_EXERCISE OBJECTIVE_
Write out the data exactly, keeping every line.

▽

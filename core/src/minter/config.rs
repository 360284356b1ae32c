use num_bigint::BigUint;

use crate::cell::{ArcCell, Cell, CellBuilder, TonCellError};
use crate::TonAddress;

/// Initial persistent data of a jetton minter.
#[derive(Clone, Debug, PartialEq)]
pub struct JettonMinterConfig {
    pub admin: TonAddress,
    /// metadata cell, see [`super::JettonMinterContent`].
    pub content: ArcCell,
    pub wallet_code: ArcCell,
    /// Ed25519 public key checked by wallets on permits.
    pub public_key: BigUint,
}

impl JettonMinterConfig {
    /// `total_supply:Coins admin:MsgAddress public_key:uint256 content:^Cell wallet_code:^Cell`,
    /// total supply starts at zero.
    pub fn to_cell(&self) -> Result<Cell, TonCellError> {
        CellBuilder::new()
            .store_coins(&BigUint::default())?
            .store_address(&self.admin)?
            .store_uint(256, &self.public_key)?
            .store_reference(&self.content)?
            .store_reference(&self.wallet_code)?
            .build()
    }
}
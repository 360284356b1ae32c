pub mod cell;
pub mod keys;
pub mod message;
pub mod minter;
pub mod mnemonic;
pub mod types;

pub use crate::types::{
    from_nano, to_nano, AddressFlags, NanoParseError, TonAddress, TonAddressParseError, TonHash,
    TonTxId, TransactionIdParseError,
};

△

_ANSWER TO THE PROBLEM_
filename core/src/minter/config.rs
repository 360284356b1ae32c
use num_bigint::BigUint;

use crate::cell::{ArcCell, Cell, CellBuilder, TonCellError};
use crate::TonAddress;

/// Initial persistent data of a jetton minter.
#[derive(Clone, Debug, PartialEq)]
pub struct JettonMinterConfig {
    pub admin: TonAddress,
    /// metadata cell, see [`super::JettonMinterContent`].
    pub content: ArcCell,
    pub wallet_code: ArcCell,
    /// Ed25519 public key checked by wallets on permits.
    pub public_key: BigUint,
}

impl JettonMinterConfig {
    /// `total_supply:Coins admin:MsgAddress public_key:uint256 content:^Cell wallet_code:^Cell`,
    /// total supply starts at zero.
    pub fn to_cell(&self) -> Result<Cell, TonCellError> {
        CellBuilder::new()
            .store_coins(&BigUint::default())?
            .store_address(&self.admin)?
            .store_uint(256, &self.public_key)?
            .store_reference(&self.content)?
            .store_reference(&self.wallet_code)?
            .build()
    }
}
repository 360284356b1ae32c
pub mod cell;
pub mod keys;
pub mod message;
pub mod minter;
pub mod mnemonic;
pub mod types;

pub use crate::types::{
    from_nano, to_nano, AddressFlags, NanoParseError, TonAddress, TonAddressParseError, TonHash,
    TonTxId, TransactionIdParseError,
};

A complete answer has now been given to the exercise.